* [What you need to do]
In the listing that follows, locate the line containing "pub fn from_shared(name: impl" and the line containing "key by key.". Retype exactly those two lines and every line between them, and nothing more.

* [Extracted information]
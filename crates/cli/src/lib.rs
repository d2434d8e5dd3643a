//! s3cli CLI library
//!
//! This module exports the CLI components for the binary and for tests.

pub mod commands;
pub mod exit_code;
pub mod output;
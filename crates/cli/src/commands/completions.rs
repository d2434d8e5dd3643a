//! Shell completion generation
//!
//! Generate shell completion scripts for bash, zsh, fish, powershell and elvish.

use clap::CommandFactory;
use clap_complete::{Generator, Shell};

use super::Cli;
use crate::exit_code::ExitCode;

/// Arguments for the completions command
#[derive(clap::Args, Debug)]
pub struct CompletionsArgs {
    /// Shell to generate completions for
    #[arg(value_enum)]
    pub shell: Shell,
}

/// Generate shell completions and print to stdout
pub fn execute(args: CompletionsArgs) -> ExitCode {
    let mut cmd = Cli::command();
    print_completions(args.shell, &mut cmd);
    ExitCode::Success
}

fn print_completions<G: Generator>(generator: G, cmd: &mut clap::Command) {
    clap_complete::generate(
        generator,
        cmd,
        cmd.get_name().to_string(),
        &mut std::io::stdout(),
    );
}

#[cfg(test)]
mod tests {
    use super::*;

    fn render(shell: Shell) -> String {
        let mut cmd = Cli::command();
        let mut buf = Vec::new();
        clap_complete::generate(shell, &mut cmd, "s3cli", &mut buf);
        String::from_utf8(buf).unwrap()
    }

    #[test]
    fn test_completions_bash() {
        let output = render(Shell::Bash);
        assert!(output.contains("s3cli"));
        assert!(output.contains("complete"));
        assert!(output.contains("--s3path"));
    }

    #[test]
    fn test_completions_zsh() {
        let output = render(Shell::Zsh);
        assert!(output.contains("s3cli"));
        assert!(output.contains("compdef"));
    }

    #[test]
    fn test_completions_fish() {
        let output = render(Shell::Fish);
        assert!(output.contains("s3cli"));
        assert!(output.contains("complete"));
    }

    #[test]
    fn test_completions_powershell() {
        let output = render(Shell::PowerShell);
        assert!(output.contains("s3cli"));
        assert!(output.contains("Register-ArgumentCompleter"));
    }
}
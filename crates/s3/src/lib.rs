//! s3cli-s3: S3 SDK adapter for the s3cli client
//!
//! This crate provides the implementation of the ObjectStore trait
//! using the aws-sdk-s3 crate. It is the only crate that directly
//! depends on the AWS SDK.

pub mod client;
pub mod credentials;
pub mod location;
pub mod multipart;

pub use client::S3Client;
pub use credentials::StaticCredentials;
pub use multipart::TransferConfig;
//! Transfer policy
//!
//! Decides between a single PutObject and a multipart upload, and sizes the
//! parts so a file never needs more parts than S3 accepts.

use std::time::Duration;

/// Default part size and single-request threshold: 5 MiB
pub const DEFAULT_PART_SIZE: u64 = 5 * 1024 * 1024;

/// Minimum part size: 5 MiB (S3 requirement)
pub const MIN_PART_SIZE: u64 = 5 * 1024 * 1024;

/// Maximum part size: 5 GiB
pub const MAX_PART_SIZE: u64 = 5 * 1024 * 1024 * 1024;

/// Maximum number of parts: 10,000 (S3 limit)
pub const MAX_PARTS: u64 = 10_000;

/// How long a delete waits for the object to disappear
pub const DEFAULT_DELETE_WAIT: Duration = Duration::from_secs(100);

/// Transfer configuration
#[derive(Debug, Clone)]
pub struct TransferConfig {
    /// Preferred part size in bytes
    pub part_size: u64,

    /// Files larger than this use multipart upload
    pub multipart_threshold: u64,

    /// Upper bound on the post-delete existence wait
    pub delete_wait: Duration,
}

impl Default for TransferConfig {
    fn default() -> Self {
        Self {
            part_size: DEFAULT_PART_SIZE,
            multipart_threshold: DEFAULT_PART_SIZE,
            delete_wait: DEFAULT_DELETE_WAIT,
        }
    }
}

impl TransferConfig {
    pub fn new() -> Self {
        Self::default()
    }

    pub fn delete_wait(mut self, wait: Duration) -> Self {
        self.delete_wait = wait;
        self
    }

    /// Whether a file of this size goes through the multipart API
    pub fn use_multipart(&self, file_size: u64) -> bool {
        file_size > self.multipart_threshold
    }

    /// Calculate appropriate part size for a file
    pub fn calculate_part_size(&self, file_size: u64) -> u64 {
        let parts = file_size.div_ceil(self.part_size);

        if parts <= MAX_PARTS {
            self.part_size
        } else {
            // Need larger parts to fit within 10,000 limit
            file_size
                .div_ceil(MAX_PARTS)
                .clamp(MIN_PART_SIZE, MAX_PART_SIZE)
        }
    }
}

/// Calculate number of parts for a file
pub fn calculate_parts(file_size: u64, part_size: u64) -> u64 {
    file_size.div_ceil(part_size)
}

/// Get the byte range `[start, end)` of a 1-based part
pub fn part_byte_range(part_number: i32, part_size: u64, total_size: u64) -> (u64, u64) {
    let start = (part_number as u64 - 1) * part_size;
    let end = (start + part_size).min(total_size);
    (start, end)
}
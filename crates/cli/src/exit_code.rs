//! Exit code definitions for the s3cli CLI
//!
//! Scripts depend on these values. Changing one is a breaking change.

use s3cli_core::Error;

/// Exit codes for the s3cli application.
///
/// These codes follow a consistent convention to allow scripts and automation
/// to handle different error scenarios appropriately.
#[derive(Debug, Clone, Copy, PartialEq, Eq)]
#[repr(i32)]
pub enum ExitCode {
    /// Operation completed successfully
    Success = 0,

    /// General/unspecified error, including local file and delete failures
    GeneralError = 1,

    /// User input error: missing path flag, bad config file, etc.
    UsageError = 2,

    /// Transfer or listing failure reported by the backend
    NetworkError = 3,

    /// Authentication or permission failure
    AuthError = 4,

    /// Resource not found: bucket or object does not exist
    NotFound = 5,

    /// Operation was interrupted (e.g., Ctrl+C)
    Interrupted = 130,
}

impl ExitCode {
    /// Convert exit code to i32 for use with std::process::exit
    #[inline]
    pub const fn as_i32(self) -> i32 {
        self as i32
    }

    /// Create exit code from i32 value
    ///
    /// Returns None if the value doesn't correspond to a known exit code.
    pub const fn from_i32(code: i32) -> Option<Self> {
        match code {
            0 => Some(Self::Success),
            1 => Some(Self::GeneralError),
            2 => Some(Self::UsageError),
            3 => Some(Self::NetworkError),
            4 => Some(Self::AuthError),
            5 => Some(Self::NotFound),
            130 => Some(Self::Interrupted),
            _ => None,
        }
    }

    /// Get a human-readable description of the exit code
    pub const fn description(self) -> &'static str {
        match self {
            Self::Success => "Operation completed successfully",
            Self::GeneralError => "General error",
            Self::UsageError => "Invalid arguments or configuration",
            Self::NetworkError => "Transfer failed",
            Self::AuthError => "Authentication or permission failure",
            Self::NotFound => "Resource not found",
            Self::Interrupted => "Operation interrupted",
        }
    }
}

impl From<&Error> for ExitCode {
    fn from(err: &Error) -> Self {
        Self::from_i32(err.exit_code()).unwrap_or(Self::GeneralError)
    }
}

impl From<ExitCode> for i32 {
    fn from(code: ExitCode) -> Self {
        code.as_i32()
    }
}

impl std::fmt::Display for ExitCode {
    fn fmt(&self, f: &mut std::fmt::Formatter<'_>) -> std::fmt::Result {
        write!(f, "{} ({})", self.description(), self.as_i32())
    }
}
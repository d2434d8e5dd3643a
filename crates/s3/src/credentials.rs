//! Static credential provider
//!
//! Hands the configured key pair to the SDK session. The credentials carry no
//! session token and never expire, so the SDK never asks for a refresh.

use aws_credential_types::Credentials;
use aws_credential_types::provider::{self, ProvideCredentials, future};

use s3cli_core::ConnectionConfig;

/// Provider name reported to the SDK
const PROVIDER_NAME: &str = "s3cli-static-credentials";

/// Access key / secret key pair taken from the connection config
#[derive(Clone)]
pub struct StaticCredentials {
    access_key: String,
    secret_key: String,
}

impl StaticCredentials {
    pub fn new(access_key: impl Into<String>, secret_key: impl Into<String>) -> Self {
        Self {
            access_key: access_key.into(),
            secret_key: secret_key.into(),
        }
    }

    pub fn from_config(config: &ConnectionConfig) -> Self {
        Self::new(&config.access_key, &config.secret_key)
    }

    fn credentials(&self) -> provider::Result {
        Ok(Credentials::new(
            &self.access_key,
            &self.secret_key,
            None,
            None,
            PROVIDER_NAME,
        ))
    }
}

impl std::fmt::Debug for StaticCredentials {
    fn fmt(&self, f: &mut std::fmt::Formatter<'_>) -> std::fmt::Result {
        f.debug_struct("StaticCredentials")
            .field("access_key", &self.access_key)
            .field("secret_key", &"<redacted>")
            .finish()
    }
}

impl ProvideCredentials for StaticCredentials {
    fn provide_credentials<'a>(&'a self) -> future::ProvideCredentials<'a>
    where
        Self: 'a,
    {
        future::ProvideCredentials::ready(self.credentials())
    }
}
//! Configuration management
//!
//! Connection settings come from three layers: command-line flags (or their
//! environment variables), an optional YAML file (default `~/.s3cli.yaml`),
//! and built-in defaults. The first layer that sets a value wins.

use std::path::PathBuf;

use serde::Deserialize;

use crate::error::{Error, Result};

/// Placeholder value of unset string flags
pub const SENTINEL: &str = "none";

/// Default region when none is configured
pub const DEFAULT_REGION: &str = "us-east-1";

/// File name of the config file in the home directory
pub const CONFIG_FILE_NAME: &str = ".s3cli.yaml";

/// Resolved connection parameters for one S3-compatible endpoint
#[derive(Clone, PartialEq, Eq)]
pub struct ConnectionConfig {
    /// Access key ID
    pub access_key: String,

    /// Secret access key
    pub secret_key: String,

    /// S3 endpoint URL
    pub endpoint: String,

    /// Region used for request signing
    pub region: String,

    /// Bucket all commands operate on
    pub bucket: String,

    /// Address buckets as `endpoint/bucket` instead of `bucket.endpoint`
    pub force_path_style: bool,
}

impl ConnectionConfig {
    /// Create a connection config with explicit values
    pub fn new(
        access_key: impl Into<String>,
        secret_key: impl Into<String>,
        endpoint: impl Into<String>,
        bucket: impl Into<String>,
    ) -> Self {
        Self {
            access_key: access_key.into(),
            secret_key: secret_key.into(),
            endpoint: endpoint.into(),
            region: DEFAULT_REGION.to_string(),
            bucket: bucket.into(),
            force_path_style: false,
        }
    }

    pub fn with_force_path_style(mut self, force: bool) -> Self {
        self.force_path_style = force;
        self
    }

    /// Merge flag/environment values over the config file and defaults
    pub fn resolve(overrides: ConnectionOverrides, file: ConfigFile) -> Self {
        Self {
            access_key: overrides
                .access_key
                .or(file.accesskey)
                .unwrap_or_else(|| SENTINEL.to_string()),
            secret_key: overrides
                .secret_key
                .or(file.privatekey)
                .unwrap_or_else(|| SENTINEL.to_string()),
            endpoint: overrides
                .endpoint
                .or(file.endpoint)
                .unwrap_or_else(|| SENTINEL.to_string()),
            region: overrides
                .region
                .or(file.region)
                .unwrap_or_else(|| DEFAULT_REGION.to_string()),
            bucket: overrides.bucket.or(file.bucket).unwrap_or_default(),
            force_path_style: overrides
                .force_path_style
                .or(file.forcepath)
                .unwrap_or(false),
        }
    }
}

impl std::fmt::Debug for ConnectionConfig {
    fn fmt(&self, f: &mut std::fmt::Formatter<'_>) -> std::fmt::Result {
        f.debug_struct("ConnectionConfig")
            .field("access_key", &self.access_key)
            .field("secret_key", &"<redacted>")
            .field("endpoint", &self.endpoint)
            .field("region", &self.region)
            .field("bucket", &self.bucket)
            .field("force_path_style", &self.force_path_style)
            .finish()
    }
}

/// Values given on the command line or through environment variables
#[derive(Debug, Clone, Default)]
pub struct ConnectionOverrides {
    pub access_key: Option<String>,
    pub secret_key: Option<String>,
    pub endpoint: Option<String>,
    pub region: Option<String>,
    pub bucket: Option<String>,
    pub force_path_style: Option<bool>,
}

/// Contents of the YAML config file
///
/// Keys match the global flag names.
#[derive(Debug, Clone, Default, PartialEq, Eq, Deserialize)]
#[serde(deny_unknown_fields)]
pub struct ConfigFile {
    #[serde(default)]
    pub accesskey: Option<String>,
    #[serde(default)]
    pub privatekey: Option<String>,
    #[serde(default)]
    pub endpoint: Option<String>,
    #[serde(default)]
    pub region: Option<String>,
    #[serde(default)]
    pub bucket: Option<String>,
    #[serde(default)]
    pub forcepath: Option<bool>,
}

/// Locates and loads the config file
#[derive(Debug)]
pub struct ConfigManager {
    config_path: PathBuf,
    explicit: bool,
}

impl ConfigManager {
    /// Create a ConfigManager pointing at `~/.s3cli.yaml`
    pub fn new() -> Result<Self> {
        let home = dirs::home_dir()
            .ok_or_else(|| Error::Config("Could not determine home directory".into()))?;
        Ok(Self {
            config_path: home.join(CONFIG_FILE_NAME),
            explicit: false,
        })
    }

    /// Create a ConfigManager for a file named on the command line
    ///
    /// Unlike the default location, an explicit file must exist.
    pub fn with_path(path: PathBuf) -> Self {
        Self {
            config_path: path,
            explicit: true,
        }
    }

    /// Load the config file
    ///
    /// A missing default file yields an empty configuration.
    pub fn load(&self) -> Result<ConfigFile> {
        if !self.config_path.exists() {
            if self.explicit {
                return Err(Error::Config(format!(
                    "Config file not found: {}",
                    self.config_path.display()
                )));
            }
            return Ok(ConfigFile::default());
        }

        let content = std::fs::read_to_string(&self.config_path).map_err(|e| {
            Error::Config(format!(
                "Cannot read config file {}: {e}",
                self.config_path.display()
            ))
        })?;
        tracing::debug!(path = %self.config_path.display(), "Using config file");

        if content.trim().is_empty() {
            return Ok(ConfigFile::default());
        }

        serde_yaml::from_str(&content).map_err(|source| Error::ConfigFile {
            path: self.config_path.clone(),
            source,
        })
    }
}
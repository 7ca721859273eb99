// Copyright (c) 2025 Steve Wagner (ciroque@live.com)
// SPDX-License-Identifier: MIT

use the_cookbook::engine::RecordingObserver;
use the_cookbook::value::{NamedArgs, Value};
use the_cookbook::{Cookbook, Specifier};

/// Demo: hash some text, then seal and reopen a message with a derived key.
fn main() -> anyhow::Result<()> {
    println!("=== Cookbook Recipe Demo ===\n");

    let cookbook = Cookbook::with_builtins();

    let input = "Hello, World! This is a test.";
    println!("Input: '{}'", input);

    // Step 1: the built-in sha256_hex recipe, traced stage by stage
    let fingerprint = cookbook.pipeline("sha256_hex")?;
    let mut recorder = RecordingObserver::default();
    let digest = fingerprint.run_observed(Value::from(input), &mut recorder)?;
    for snapshot in &recorder.entries {
        println!(
            "  stage {} {}: {} ({} units)",
            snapshot.index,
            snapshot.label,
            snapshot.value.kind(),
            snapshot.value.size()
        );
    }
    println!("SHA-256: {}\n", digest);

    // Step 2: derive a key from a passphrase
    let mut kdf = NamedArgs::new();
    kdf.insert("salt".into(), Value::from("demo salt"));
    kdf.insert("iterations".into(), Value::Int(10_000));
    let key = cookbook
        .build([Specifier::with_kwargs("derive_key", kdf)])?
        .run(Value::from("correct horse battery staple"))?;
    println!("Derived key: {}", key);

    // Step 3: seal to JSON and open again with the same key
    let mut key_args = NamedArgs::new();
    key_args.insert("key".into(), key);

    let seal = cookbook.build([
        Specifier::with_kwargs("aead_encrypt", key_args.clone()),
        Specifier::named("json_to_str"),
    ])?;
    let open = cookbook.build([
        Specifier::named("str_to_json"),
        Specifier::with_kwargs("aead_decrypt", key_args),
        Specifier::named("bytes_to_str"),
    ])?;

    let wire = seal.run(Value::from(input))?;
    println!("Sealed: {}", wire);
    let opened = open.run(wire)?;
    println!("Opened: '{}'", opened);

    println!("\n=== Demo Complete ===");
    Ok(())
}
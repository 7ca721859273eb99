// Copyright (c) 2025 Steve Wagner (ciroque@live.com)
// SPDX-License-Identifier: MIT

//! The built-in transform catalog.
//!
//! Every transform is a plain function
//! `fn(Value, &Arguments) -> Result<Value, TransformError>`, registered as a
//! step by [`LocalTransformFactory`](super::LocalTransformFactory). Arguments
//! are read by position or by name, which is why each function documents both.

pub mod aead;
pub mod cast;
pub mod codec;
pub mod digest;
pub mod kdf;
pub mod octets;
pub mod secret;
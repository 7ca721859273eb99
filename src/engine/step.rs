// Copyright (c) 2025 Steve Wagner (ciroque@live.com)
// SPDX-License-Identifier: MIT

use std::fmt;
use std::sync::Arc;

use crate::config::registry::Template;
use crate::errors::TransformationError;
use crate::traits::Transform;
use crate::value::{Arguments, IntoPositional, NamedArgs, Value};

/// A named transform with its own bound arguments.
///
/// Cloning a step shares the transform but copies the arguments, so a clone
/// can be rebound (a different key, a different encoding) without touching
/// the step it came from.
///
/// # Examples
/// ```
/// use the_cookbook::backends::local::transforms::cast;
/// use the_cookbook::engine::Step;
/// use the_cookbook::value::Value;
///
/// let to_bytes = Step::new("str_to_bytes", cast::str_to_bytes).with_args("utf8");
/// let bytes = to_bytes.apply(Value::from("hi")).unwrap();
/// assert_eq!(bytes, Value::Bytes(b"hi".to_vec()));
/// ```
#[derive(Clone)]
pub struct Step {
    name: String,
    transform: Arc<dyn Transform>,
    arguments: Arguments,
}

impl Step {
    pub fn new(name: impl Into<String>, transform: impl Transform + 'static) -> Self {
        Self::from_shared(name, Arc::new(transform))
    }

    pub fn from_shared(name: impl Into<String>, transform: Arc<dyn Transform>) -> Self {
        Self {
            name: name.into(),
            transform,
            arguments: Arguments::empty(),
        }
    }

    /// Bind positional arguments. A single scalar becomes a one-element list.
    pub fn with_args(mut self, positional: impl IntoPositional) -> Self {
        self.arguments.set_positional(positional);
        self
    }

    pub fn with_kwarg(mut self, name: impl Into<String>, value: impl Into<Value>) -> Self {
        self.arguments.set_named(name, value);
        self
    }

    pub fn with_kwargs(mut self, named: NamedArgs) -> Self {
        for (name, value) in named {
            self.arguments.set_named(name, value);
        }
        self
    }

    /// Same step under another name.
    pub fn renamed(mut self, name: impl Into<String>) -> Self {
        self.name = name.into();
        self
    }

    pub fn name(&self) -> &str {
        &self.name
    }

    pub fn arguments(&self) -> &Arguments {
        &self.arguments
    }

    pub fn transform(&self) -> &Arc<dyn Transform> {
        &self.transform
    }

    pub fn set_positional(&mut self, positional: impl IntoPositional) {
        self.arguments.set_positional(positional);
    }

    pub fn set_named(&mut self, name: impl Into<String>, value: impl Into<Value>) {
        self.arguments.set_named(name, value);
    }

    /// A clone with overrides applied: positional replaced wholesale, named
    /// merged key by key.
    pub fn with_overrides(&self, positional: Option<Vec<Value>>, named: Option<NamedArgs>) -> Self {
        Self {
            name: self.name.clone(),
            transform: Arc::clone(&self.transform),
            arguments: self.arguments.merged(positional, named),
        }
    }

    pub fn apply(&self, value: Value) -> Result<Value, TransformationError> {
        self.apply_at(value, None)
    }

    pub(crate) fn apply_at(
        &self,
        value: Value,
        position: Option<usize>,
    ) -> Result<Value, TransformationError> {
        self.transform
            .apply(value, &self.arguments)
            .map_err(|source| TransformationError::new(Some(self.name.clone()), position, source))
    }
}

impl Template for Step {
    const KIND: &'static str = "step";
}

impl fmt::Display for Step {
    fn fmt(&self, f: &mut fmt::Formatter<'_>) -> fmt::Result {
        write!(f, "Step<{}", self.name)?;
        if !self.arguments.positional().is_empty() {
            write!(f, " *args")?;
        }
        if !self.arguments.named().is_empty() {
            write!(f, " **kwargs")?;
        }
        write!(f, ">")
    }
}

impl fmt::Debug for Step {
    fn fmt(&self, f: &mut fmt::Formatter<'_>) -> fmt::Result {
        f.debug_struct("Step")
            .field("name", &self.name)
            .field("arguments", &self.arguments)
            .finish_non_exhaustive()
    }
}
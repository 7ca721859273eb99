// Copyright (c) 2025 Steve Wagner (ciroque@live.com)
// SPDX-License-Identifier: MIT

use crate::engine::Stage;
use crate::value::Value;

/// Receives every intermediate value of a traced pipeline run.
///
/// Called after each stage completes, with the stage index, the stage itself
/// and the value it produced. Observers cannot fail and cannot influence the
/// run; they exist for debugging.
pub trait Observer {
    fn observe(&mut self, index: usize, stage: &Stage, value: &Value);
}

impl<F> Observer for F
where
    F: FnMut(usize, &Stage, &Value),
{
    fn observe(&mut self, index: usize, stage: &Stage, value: &Value) {
        self(index, stage, value)
    }
}
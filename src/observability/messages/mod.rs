// Copyright (c) 2025 Steve Wagner (ciroque@live.com)
// SPDX-License-Identifier: MIT

//! Centralized message types for structured logging.
//!
//! Each message type implements `Display` for the human-readable line and
//! [`StructuredLog`] to emit it at its level with structured fields.
//!
//! # Organization
//!
//! * `pipeline` - Pipeline run lifecycle and stage events
//! * `registry` - Template registration events
//! * `config` - Cookbook loading events

use tracing::Span;

pub mod config;
pub mod pipeline;
pub mod registry;

/// A message that knows its own log level and structured fields.
pub trait StructuredLog {
    /// Emit the message as a tracing event.
    fn log(&self);

    /// Open a span carrying the message fields.
    fn span(&self, name: &str) -> Span;
}
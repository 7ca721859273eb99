// Copyright (c) 2025 Steve Wagner (ciroque@live.com)
// SPDX-License-Identifier: MIT

/// Text encoding used when a coercion step is given none
pub const DEFAULT_ENCODING: &str = "utf8";

/// Characters `urlencode` leaves untouched unless told otherwise
pub const DEFAULT_URL_SAFE: &str = "/";

/// PBKDF2 iteration count for `derive_key` when none is bound
pub const DEFAULT_PBKDF2_ROUNDS: u32 = 100_000;
/// Derived key length in bytes (AES-256)
pub const DEFAULT_KEY_LENGTH: usize = 32;
/// Random salt length in bytes for `derive_key`
pub const DEFAULT_SALT_LENGTH: usize = 16;
/// Upper bound on derived key length, to keep a bad argument from allocating wildly
pub const MAX_KEY_LENGTH: usize = 1024;

/// AES-GCM nonce length in bytes
pub const GCM_NONCE_LENGTH: usize = 12;
/// AES-GCM authentication tag length in bytes
pub const GCM_TAG_LENGTH: usize = 16;

/// Salt length in bytes of a secret envelope
pub const SECRET_SALT_LENGTH: usize = 12;
/// Fewest PBKDF2 rounds a secret envelope is sealed with
pub const SECRET_MIN_ROUNDS: u32 = 100;
/// Spread of the random round count on top of the minimum
pub const SECRET_ROUND_SPREAD: u32 = 1_000;
/// Most PBKDF2 rounds `secret_decrypt` accepts from an envelope
pub const SECRET_MAX_ROUNDS: u32 = SECRET_MIN_ROUNDS + SECRET_ROUND_SPREAD - 1;
/// Field separator of the envelope parameter string `rounds$salt$iv$tag`
pub const SECRET_PARAM_SEPARATOR: char = '$';
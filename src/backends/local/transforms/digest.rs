// Copyright (c) 2025 Steve Wagner (ciroque@live.com)
// SPDX-License-Identifier: MIT

//! Message digests.

use sha2::{Digest, Sha256, Sha384, Sha512};

use crate::errors::TransformError;
use crate::value::{Arguments, Value};

/// Hash bytes with `algorithm` (0): `sha256` (default), `sha384` or `sha512`.
pub fn hash(value: Value, args: &Arguments) -> Result<Value, TransformError> {
    let algorithm = args.text_or(0, "algorithm", "sha256")?;
    let bytes = value.into_bytes()?;

    let digest = match algorithm.to_ascii_lowercase().replace('-', "").as_str() {
        "sha256" => Sha256::digest(&bytes).to_vec(),
        "sha384" => Sha384::digest(&bytes).to_vec(),
        "sha512" => Sha512::digest(&bytes).to_vec(),
        _ => {
            return Err(TransformError::InvalidArgument {
                name: "algorithm".to_string(),
                reason: "expected one of sha256, sha384, sha512".to_string(),
            })
        }
    };
    Ok(Value::Bytes(digest))
}

#[cfg(test)]
mod tests {
    use super::*;

    fn hex_digest(input: &[u8], algorithm: &str) -> String {
        let args = Arguments::new(vec![Value::from(algorithm)], Default::default());
        match hash(Value::Bytes(input.to_vec()), &args).unwrap() {
            Value::Bytes(digest) => hex::encode(digest),
            other => panic!("unexpected value {:?}", other),
        }
    }

    #[test]
    fn test_known_digests() {
        assert_eq!(
            hex_digest(b"hello", "sha256"),
            "2cf24dba5fb0a30e26e83b2ac5b9e29e1b161e5c1fa7425e73043362938b9824"
        );
        assert_eq!(
            hex_digest(b"", "sha256"),
            "e3b0c44298fc1c149afbf4c8996fb92427ae41e4649b934ca495991b7852b855"
        );
        assert_eq!(
            hex_digest(b"abc", "SHA-512"),
            "ddaf35a193617abacc417349ae20413112e6fa4e89a97ea20a9eeee64b55d39a\
             2192992a274fc1a836ba3c23a3feebbd454d4423643ce80e2a9ac94fa54ca49f"
        );
        assert_eq!(hex_digest(b"abc", "sha384").len(), 96);
    }

    #[test]
    fn test_hash_requires_bytes_and_known_algorithm() {
        assert!(matches!(
            hash(Value::from("hello"), &Arguments::empty()),
            Err(TransformError::Type { .. })
        ));
        let md5 = Arguments::new(vec![Value::from("md5")], Default::default());
        assert!(matches!(
            hash(Value::Bytes(vec![]), &md5),
            Err(TransformError::InvalidArgument { .. })
        ));
    }
}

* [Answer box]
    pub fn from_shared(name: impl Into<String>, transform: Arc<dyn Transform>) -> Self {
        Self {
            name: name.into(),
            transform,
            arguments: Arguments::empty(),
        }
    }

    /// Bind positional arguments. A single scalar becomes a one-element list.
    pub fn with_args(mut self, positional: impl IntoPositional) -> Self {
        self.arguments.set_positional(positional);
        self
    }

    pub fn with_kwarg(mut self, name: impl Into<String>, value: impl Into<Value>) -> Self {
        self.arguments.set_named(name, value);
        self
    }

    pub fn with_kwargs(mut self, named: NamedArgs) -> Self {
        for (name, value) in named {
            self.arguments.set_named(name, value);
        }
        self
    }

    /// Same step under another name.
    pub fn renamed(mut self, name: impl Into<String>) -> Self {
        self.name = name.into();
        self
    }

    pub fn name(&self) -> &str {
        &self.name
    }

    pub fn arguments(&self) -> &Arguments {
        &self.arguments
    }

    pub fn transform(&self) -> &Arc<dyn Transform> {
        &self.transform
    }

    pub fn set_positional(&mut self, positional: impl IntoPositional) {
        self.arguments.set_positional(positional);
    }

    pub fn set_named(&mut self, name: impl Into<String>, value: impl Into<Value>) {
        self.arguments.set_named(name, value);
    }

    /// A clone with overrides applied: positional replaced wholesale, named
    /// merged key by key.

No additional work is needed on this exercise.